[Stored items]
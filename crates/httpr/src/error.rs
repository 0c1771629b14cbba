//! Error types for httpr

use thiserror::Error;

use crate::transport::TransportError;

/// Boxed error used for body streams and body factories
pub type BoxError = Box<dyn std::error::Error + Send + Sync>;

/// Result type alias using httpr's Error type
pub type Result<T> = std::result::Result<T, Error>;

/// Errors returned by [`RetryTransport::perform`](crate::RetryTransport::perform)
/// and the supporting request, response, and configuration APIs
#[derive(Error, Debug)]
pub enum Error {
    /// The underlying transport failed on the final attempt
    #[error(transparent)]
    Transport(#[from] TransportError),

    /// The request's cancellation token fired while waiting to retry
    #[error("request cancelled after {attempts} attempts")]
    Cancelled { attempts: u32 },

    /// A discarded response could not be drained before retrying
    #[error("failed to drain response body before retry: {0}")]
    Drain(#[source] BoxError),

    /// The request has a body but no factory to regenerate it
    #[error("request body is not replayable: no body factory was provided")]
    BodyNotReplayable,

    /// The body factory failed to regenerate the request body
    #[error("failed to regenerate request body: {0}")]
    Replay(#[source] BoxError),

    /// Reading a response body failed
    #[error("failed to read response body: {0}")]
    Body(#[source] BoxError),

    /// URL parsing error
    #[error("Invalid URL: {0}")]
    InvalidUrl(#[from] url::ParseError),

    /// Invalid configuration
    #[error("Invalid configuration: {message}")]
    InvalidConfig { message: String },

    /// IO error
    #[error("IO error: {0}")]
    Io(#[from] std::io::Error),

    /// YAML parsing error
    #[error("YAML parsing error: {0}")]
    YamlParse(#[from] serde_yaml_ng::Error),

    /// JSON parsing error
    #[error("JSON parsing error: {0}")]
    JsonParse(#[from] serde_json::Error),
}

impl Error {
    /// Create a cancellation error
    pub fn cancelled(attempts: u32) -> Self {
        Self::Cancelled { attempts }
    }

    /// Create a drain error
    pub fn drain(source: impl Into<BoxError>) -> Self {
        Self::Drain(source.into())
    }

    /// Create a body replay error
    pub fn replay(source: impl Into<BoxError>) -> Self {
        Self::Replay(source.into())
    }

    /// Create an invalid config error
    pub fn invalid_config(message: impl Into<String>) -> Self {
        Self::InvalidConfig {
            message: message.into(),
        }
    }

    /// Check if the request was cancelled while waiting to retry
    pub fn is_cancelled(&self) -> bool {
        matches!(self, Error::Cancelled { .. })
    }

    /// Check if this is a drain or replay failure
    ///
    /// Resource errors abort the attempt loop immediately and are never
    /// retried.
    pub fn is_resource_error(&self) -> bool {
        matches!(
            self,
            Error::Drain(_) | Error::BodyNotReplayable | Error::Replay(_)
        )
    }

    /// Check if this error came from the underlying transport
    pub fn is_transport(&self) -> bool {
        matches!(self, Error::Transport(_))
    }

    /// Get the transport error, if any
    pub fn as_transport(&self) -> Option<&TransportError> {
        match self {
            Error::Transport(err) => Some(err),
            _ => None,
        }
    }
}

#[cfg(test)]
mod tests {
    use super::*;
    use std::io;

    #[test]
    fn test_cancelled_error() {
        let err = Error::cancelled(2);

        assert!(err.is_cancelled());
        assert!(!err.is_resource_error());
        assert!(!err.is_transport());
        assert_eq!(err.to_string(), "request cancelled after 2 attempts");
    }

    #[test]
    fn test_resource_errors() {
        let drain = Error::drain(io::Error::new(io::ErrorKind::ConnectionReset, "reset"));
        let replay = Error::replay("factory failed");

        assert!(drain.is_resource_error());
        assert!(replay.is_resource_error());
        assert!(Error::BodyNotReplayable.is_resource_error());
        assert!(drain.to_string().contains("reset"));
    }

    #[test]
    fn test_transport_error_passthrough() {
        let err: Error = TransportError::connect("connection refused").into();

        assert!(err.is_transport());
        assert!(matches!(
            err.as_transport(),
            Some(TransportError::Connect(msg)) if msg == "connection refused"
        ));
        assert_eq!(err.to_string(), "connection failed: connection refused");
    }

    #[test]
    fn test_invalid_config_display() {
        let err = Error::invalid_config("jitter must be in [0, 1)");
        assert_eq!(
            err.to_string(),
            "Invalid configuration: jitter must be in [0, 1)"
        );
    }
}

■ **Exercise instructions**: Reproduce all the entries above. Match them exactly.

■ **Your solution**:
filename crates/httpr/src/error.rs
repository 0c1771629b14cbba
//! Error types for httpr

use thiserror::Error;

use crate::transport::TransportError;

/// Boxed error used for body streams and body factories
pub type BoxError = Box<dyn std::error::Error + Send + Sync>;

/// Result type alias using httpr's Error type
pub type Result<T> = std::result::Result<T, Error>;

/// Errors returned by [`RetryTransport::perform`](crate::RetryTransport::perform)
/// and the supporting request, response, and configuration APIs
#[derive(Error, Debug)]
pub enum Error {
    /// The underlying transport failed on the final attempt
    #[error(transparent)]
    Transport(#[from] TransportError),

    /// The request's cancellation token fired while waiting to retry
    #[error("request cancelled after {attempts} attempts")]
    Cancelled { attempts: u32 },

    /// A discarded response could not be drained before retrying
    #[error("failed to drain response body before retry: {0}")]
    Drain(#[source] BoxError),

    /// The request has a body but no factory to regenerate it
    #[error("request body is not replayable: no body factory was provided")]
    BodyNotReplayable,

    /// The body factory failed to regenerate the request body
    #[error("failed to regenerate request body: {0}")]
    Replay(#[source] BoxError),

    /// Reading a response body failed
    #[error("failed to read response body: {0}")]
    Body(#[source] BoxError),

    /// URL parsing error
    #[error("Invalid URL: {0}")]
    InvalidUrl(#[from] url::ParseError),

    /// Invalid configuration
    #[error("Invalid configuration: {message}")]
    InvalidConfig { message: String },

    /// IO error
    #[error("IO error: {0}")]
    Io(#[from] std::io::Error),

    /// YAML parsing error
    #[error("YAML parsing error: {0}")]
    YamlParse(#[from] serde_yaml_ng::Error),

    /// JSON parsing error
    #[error("JSON parsing error: {0}")]
    JsonParse(#[from] serde_json::Error),
}

impl Error {
    /// Create a cancellation error
    pub fn cancelled(attempts: u32) -> Self {
        Self::Cancelled { attempts }
    }

    /// Create a drain error
    pub fn drain(source: impl Into<BoxError>) -> Self {
        Self::Drain(source.into())
    }

    /// Create a body replay error
    pub fn replay(source: impl Into<BoxError>) -> Self {
        Self::Replay(source.into())
    }

    /// Create an invalid config error
    pub fn invalid_config(message: impl Into<String>) -> Self {
        Self::InvalidConfig {
            message: message.into(),
        }
    }

    /// Check if the request was cancelled while waiting to retry
    pub fn is_cancelled(&self) -> bool {
        matches!(self, Error::Cancelled { .. })
    }

    /// Check if this is a drain or replay failure
    ///
    /// Resource errors abort the attempt loop immediately and are never
    /// retried.
    pub fn is_resource_error(&self) -> bool {
        matches!(
            self,
            Error::Drain(_) | Error::BodyNotReplayable | Error::Replay(_)
        )
    }

    /// Check if this error came from the underlying transport
    pub fn is_transport(&self) -> bool {
        matches!(self, Error::Transport(_))
    }

    /// Get the transport error, if any
    pub fn as_transport(&self) -> Option<&TransportError> {
        match self {
            Error::Transport(err) => Some(err),
            _ => None,
        }
    }
}

#[cfg(test)]
mod tests {
    use super::*;
    use std::io;

    #[test]
    fn test_cancelled_error() {
        let err = Error::cancelled(2);

        assert!(err.is_cancelled());
        assert!(!err.is_resource_error());
        assert!(!err.is_transport());
        assert_eq!(err.to_string(), "request cancelled after 2 attempts");
    }

    #[test]
    fn test_resource_errors() {
        let drain = Error::drain(io::Error::new(io::ErrorKind::ConnectionReset, "reset"));
        let replay = Error::replay("factory failed");

        assert!(drain.is_resource_error());
        assert!(replay.is_resource_error());
        assert!(Error::BodyNotReplayable.is_resource_error());
        assert!(drain.to_string().contains("reset"));
    }

    #[test]
    fn test_transport_error_passthrough() {
        let err: Error = TransportError::connect("connection refused").into();

        assert!(err.is_transport());
        assert!(matches!(
            err.as_transport(),
            Some(TransportError::Connect(msg)) if msg == "connection refused"
        ));
        assert_eq!(err.to_string(), "connection failed: connection refused");
    }

    #[test]
    fn test_invalid_config_display() {
        let err = Error::invalid_config("jitter must be in [0, 1)");
        assert_eq!(
            err.to_string(),
            "Invalid configuration: jitter must be in [0, 1)"
        );
    }
}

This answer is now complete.